Tuomas (Tuomas), Wednesday, 7 February 2007 13:56 (seventeen years ago) link

I agree with both Kate and Dr C in many ways, but also... I think you are what other people perceive you to be, or at least you are TO OTHER PEOPLE, which is massively important. It's no good claiming to be a loyal lover if you sleep around all the time, for instance, or to be keen on saving the environment if you don't do anything practical to help it, no matter how deeply you might hold a theoretical or motal conviction.

I also think though, and this is something I say to my girlfriend a lot when she says she doens't understand how some people can be naturally confident, that the people one might perceive as "confident" probably don't think of themselves in any defined and emphatic way as being "a confident person" - they're just doing stuff ina certain way. Obv. you get a certain type of person (EXETER GRADUATES!!!!) who say "I'm a confident go-getter" but again, I imagine that's either hollow bragadoccio or deliberate obfuscation / self-help in many, many occasions.

Sick Mouthy (Nick Southall), Wednesday, 7 February 2007 13:57 (seventeen years ago) link

It seems to me that for all meaningful purposes, you are what you do. Or rather I don't see why your self-image should be any truer than the way you behave.

Though going along with what I was saying above, Acting is an ability. By Acting, I mean, being able to convincingly feign actions that may be other than what you actually feel/are.

Abilities can be just as much a part of a personality as anything else - I would certainly say that my mathematical and musical abilities are integral to my personality.

Maybe it is that Abilities can become more honed and appear more natural and comfortable as you exercise them.

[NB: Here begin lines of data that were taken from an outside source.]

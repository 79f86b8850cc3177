//! Host-local executors.
//!
//! An executor is the privileged half of a backend. It runs on the host that
//! consumes storage and performs device and filesystem work (identify the
//! host, find devices, mount, unmount). The orchestrating process reaches it
//! only through the [`ExecutorDispatcher`], either in a child process or on a
//! separate task.

mod dispatcher;
mod in_process;
mod process;

use std::path::Path;
use std::sync::Arc;

use async_trait::async_trait;
use serde_json::Value;
use voldrive_shared::errors::{VoldriveError, VoldriveResult};
use voldrive_shared::executor::{DeviceScanType, ExecutorOp, InstanceId, LocalDevices};

use crate::config::Config;
use crate::context::Context;
use crate::registry::{OverridePolicy, Registry};

pub use dispatcher::{ExecutorCommand, ExecutorDispatcher, ExecutorHandle, Isolation};

pub const EXECUTOR_BINARY: &str = "voldrive-executor";

/// Capability surface of a host-local executor.
///
/// Operations must be idempotent: the dispatcher does not deduplicate
/// concurrent identical invocations.
#[async_trait]
pub trait StorageExecutor: Send + Sync {
    fn name(&self) -> &str;

    async fn init(&self, ctx: &Context, config: &Config) -> VoldriveResult<()>;

    /// Whether the executor can do its work on this host.
    async fn supported(&self, ctx: &Context) -> VoldriveResult<bool>;

    async fn instance_id(&self, ctx: &Context) -> VoldriveResult<InstanceId>;

    async fn next_device(&self, _ctx: &Context) -> VoldriveResult<Option<String>> {
        Ok(None)
    }

    async fn local_devices(&self, ctx: &Context, scan: DeviceScanType)
    -> VoldriveResult<LocalDevices>;

    async fn mount(
        &self,
        _ctx: &Context,
        device: &str,
        _target: &Path,
        _read_only: bool,
    ) -> VoldriveResult<()> {
        Err(VoldriveError::Unsupported(format!(
            "executor {} cannot mount {}",
            self.name(),
            device
        )))
    }

    async fn unmount(&self, _ctx: &Context, target: &Path) -> VoldriveResult<()> {
        Err(VoldriveError::Unsupported(format!(
            "executor {} cannot unmount {}",
            self.name(),
            target.display()
        )))
    }
}

/// Initialize `executor` with `config` and run `op`, returning its JSON result.
pub async fn execute(
    executor: &dyn StorageExecutor,
    ctx: &Context,
    config: &Config,
    op: &ExecutorOp,
) -> VoldriveResult<Value> {
    executor.init(ctx, config).await?;

    let value = match op {
        ExecutorOp::Supported => serde_json::to_value(executor.supported(ctx).await?)?,
        ExecutorOp::InstanceId => serde_json::to_value(executor.instance_id(ctx).await?)?,
        ExecutorOp::NextDevice => serde_json::to_value(executor.next_device(ctx).await?)?,
        ExecutorOp::LocalDevices { scan } => {
            serde_json::to_value(executor.local_devices(ctx, *scan).await?)?
        }
        ExecutorOp::Mount {
            device,
            target,
            read_only,
        } => {
            executor.mount(ctx, device, target, *read_only).await?;
            Value::Null
        }
        ExecutorOp::Unmount { target } => {
            executor.unmount(ctx, target).await?;
            Value::Null
        }
    };
    Ok(value)
}

pub type ExecutorConstructor = Arc<dyn Fn() -> Box<dyn StorageExecutor> + Send + Sync>;

/// Executor contributed by a linked backend module, keyed by driver name.
pub struct ExecutorRegistration {
    pub name: &'static str,
    pub constructor: fn() -> Box<dyn StorageExecutor>,
}

inventory::collect!(ExecutorRegistration);

pub struct ExecutorRegistry {
    inner: Registry<ExecutorConstructor>,
}

impl ExecutorRegistry {
    pub fn new(policy: OverridePolicy) -> Self {
        Self {
            inner: Registry::new("executor", policy),
        }
    }

    pub fn linked(policy: OverridePolicy) -> VoldriveResult<Self> {
        let mut registry = Self::new(policy);
        for reg in inventory::iter::<ExecutorRegistration> {
            let constructor = reg.constructor;
            registry.register(reg.name, move || constructor())?;
        }
        Ok(registry)
    }

    pub fn register<F>(&mut self, name: &str, constructor: F) -> VoldriveResult<()>
    where
        F: Fn() -> Box<dyn StorageExecutor> + Send + Sync + 'static,
    {
        self.inner.register(name, Arc::new(constructor))?;
        tracing::debug!(executor = %name, "Registered storage executor");
        Ok(())
    }

    pub fn new_executor(&self, name: &str) -> VoldriveResult<Box<dyn StorageExecutor>> {
        let constructor = self
            .inner
            .get(name)
            .ok_or_else(|| VoldriveError::NotFound(format!("executor {}", name)))?;
        Ok(constructor())
    }

    pub fn contains(&self, name: &str) -> bool {
        self.inner.contains(name)
    }

    pub fn names(&self) -> Vec<&str> {
        self.inner.names()
    }

    pub fn seal(&mut self) {
        self.inner.seal();
    }

    pub fn is_sealed(&self) -> bool {
        self.inner.is_sealed()
    }
}

impl std::fmt::Debug for ExecutorRegistry {
    fn fmt(&self, f: &mut std::fmt::Formatter<'_>) -> std::fmt::Result {
        f.debug_struct("ExecutorRegistry")
            .field("executors", &self.names())
            .field("sealed", &self.is_sealed())
            .finish()
    }
}


#[cfg(test)]
mod tests {
    use super::testing::Echo;
    use super::*;

    #[tokio::test]
    async fn test_execute_passes_config_to_init() {
        let mut config = Config::default();
        config.set("echo.id", "host-7");

        let value = execute(Echo::boxed().as_ref(), &Context::background(), &config, &ExecutorOp::InstanceId)
            .await
            .unwrap();
        let id: InstanceId = serde_json::from_value(value).unwrap();
        assert_eq!(id, InstanceId::new("host-7", "echo"));
    }

    #[tokio::test]
    async fn test_default_mount_is_unsupported() {
        let op = ExecutorOp::Mount {
            device: "/dev/x".into(),
            target: "/mnt/x".into(),
            read_only: false,
        };
        let err = execute(Echo::boxed().as_ref(), &Context::background(), &Config::default(), &op)
            .await
            .unwrap_err();
        assert!(matches!(err, VoldriveError::Unsupported(_)));
    }

    #[test]
    fn test_registry_not_found() {
        let mut registry = ExecutorRegistry::new(OverridePolicy::Reject);
        registry.register("echo", Echo::boxed).unwrap();
        assert!(registry.contains("ECHO"));
        assert!(matches!(
            registry.new_executor("missing"),
            Err(VoldriveError::NotFound(_))
        ));
    }
}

If you act a part long enough, you may not become it, but you will appear to be it so thoroughly that a casual or even non-casual observer may no longer know the difference.

Fire and Worms (kate), Wednesday, 7 February 2007 14:01 (seventeen years ago) link

we are at the whim of vast forces that operate upon us. we have no responsibility for or agency in our lives. it is better to complain than to make an effort.

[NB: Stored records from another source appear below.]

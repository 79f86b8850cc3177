//! Typed requests and replies carried through the router.

use std::path::PathBuf;

use serde::{Deserialize, Serialize};

use crate::driver::{
    MountInfo, Volume, VolumeAttachOpts, VolumeAttachment, VolumeCreateOpts, VolumeDetachOpts,
    VolumeInspectOpts, VolumeMountOpts, VolumeRemoveOpts, VolumeUnmountOpts, VolumesOpts,
};

/// One volume operation addressed to a service.
#[derive(Debug, Clone, PartialEq, Serialize, Deserialize)]
pub struct VolumeRequest {
    pub service: String,
    pub op: VolumeOp,
}

impl VolumeRequest {
    pub fn new(service: impl Into<String>, op: VolumeOp) -> Self {
        Self {
            service: service.into(),
            op,
        }
    }
}

#[derive(Debug, Clone, PartialEq, Serialize, Deserialize)]
#[serde(tag = "op", rename_all = "snake_case")]
pub enum VolumeOp {
    Volumes {
        #[serde(default)]
        opts: VolumesOpts,
    },
    Inspect {
        volume: String,
        #[serde(default)]
        opts: VolumeInspectOpts,
    },
    Create {
        name: String,
        #[serde(default)]
        opts: VolumeCreateOpts,
    },
    Remove {
        volume: String,
        #[serde(default)]
        opts: VolumeRemoveOpts,
    },
    Attach {
        volume: String,
        #[serde(default)]
        opts: VolumeAttachOpts,
    },
    Detach {
        volume: String,
        #[serde(default)]
        opts: VolumeDetachOpts,
    },
    Mount {
        volume: String,
        #[serde(default)]
        opts: VolumeMountOpts,
    },
    Unmount {
        volume: String,
        #[serde(default)]
        opts: VolumeUnmountOpts,
    },
    Path {
        volume: String,
    },
}

impl VolumeOp {
    pub fn name(&self) -> &'static str {
        match self {
            VolumeOp::Volumes { .. } => "volumes",
            VolumeOp::Inspect { .. } => "inspect",
            VolumeOp::Create { .. } => "create",
            VolumeOp::Remove { .. } => "remove",
            VolumeOp::Attach { .. } => "attach",
            VolumeOp::Detach { .. } => "detach",
            VolumeOp::Mount { .. } => "mount",
            VolumeOp::Unmount { .. } => "unmount",
            VolumeOp::Path { .. } => "path",
        }
    }

    /// The volume id or name the operation targets, if any.
    pub fn volume(&self) -> Option<&str> {
        match self {
            VolumeOp::Volumes { .. } => None,
            VolumeOp::Create { name, .. } => Some(name),
            VolumeOp::Inspect { volume, .. }
            | VolumeOp::Remove { volume, .. }
            | VolumeOp::Attach { volume, .. }
            | VolumeOp::Detach { volume, .. }
            | VolumeOp::Mount { volume, .. }
            | VolumeOp::Unmount { volume, .. }
            | VolumeOp::Path { volume } => Some(volume),
        }
    }
}

#[derive(Debug, Clone, PartialEq, Serialize, Deserialize)]
#[serde(tag = "kind", content = "value", rename_all = "snake_case")]
pub enum VolumeReply {
    Volumes(Vec<Volume>),
    Volume(Volume),
    Attachment(VolumeAttachment),
    Mount(MountInfo),
    Path(Option<PathBuf>),
    Removed,
}

/// Where a request is in its trip through the router.
#[derive(Debug, Clone, Copy, PartialEq, Eq)]
pub enum RequestState {
    Received,
    DriverResolved,
    DriverInitialized,
    Executing,
    Completed,
    Failed,
}

impl std::fmt::Display for RequestState {
    fn fmt(&self, f: &mut std::fmt::Formatter<'_>) -> std::fmt::Result {
        let s = match self {
            RequestState::Received => "received",
            RequestState::DriverResolved => "driver_resolved",
            RequestState::DriverInitialized => "driver_initialized",
            RequestState::Executing => "executing",
            RequestState::Completed => "completed",
            RequestState::Failed => "failed",
        };
        f.write_str(s)
    }
}

#[cfg(test)]
mod tests {
    use super::*;

    #[test]
    fn test_op_wire_form() {
        let op: VolumeOp = serde_json::from_str(r#"{"op":"inspect","volume":"vol1"}"#).unwrap();
        assert_eq!(op.name(), "inspect");
        assert_eq!(op.volume(), Some("vol1"));

        let json = serde_json::to_value(VolumeOp::Path { volume: "v".into() }).unwrap();
        assert_eq!(json["op"], "path");
    }

    #[test]
    fn test_reply_tagging() {
        let json = serde_json::to_value(VolumeReply::Removed).unwrap();
        assert_eq!(json["kind"], "removed");
        let json = serde_json::to_value(VolumeReply::Path(None)).unwrap();
        assert_eq!(json["kind"], "path");
        assert!(json["value"].is_null());
    }
}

gabbneb (gabbneb), Wednesday, 7 February 2007 14:02 (seventeen years ago) link

re:intraversion/extroversion

I don't believe that; you can learn or train yourself out of these and other traits.

No, I don't think so. They've done studies (sorry, cannot quote chapter and verse) that intraversion/extroversion manifests itself as early as infancy.

You can learn to *act* in ways other to your nature. But I think that's one of those things that doesn't change.

Fire and Worms (kate), Wednesday, 7 February 2007 14:03 (seventeen years ago) link

What I'm more interested in is why my personality is like it is. I'm from a large family, but solitary. I am unfailingly optimistic despite some v. difficult times which might have crushed others. I appear easy-going yet am a mass of boiling emotions most of the time.

Over time - I think I have become more tolerant. I have developed more empathy and really don't bear grudges any more. Most people try to do their best in life.

Actually I'm going to stop...thinking through this stuff is good. But maybe not today. Too much stuff crowding in.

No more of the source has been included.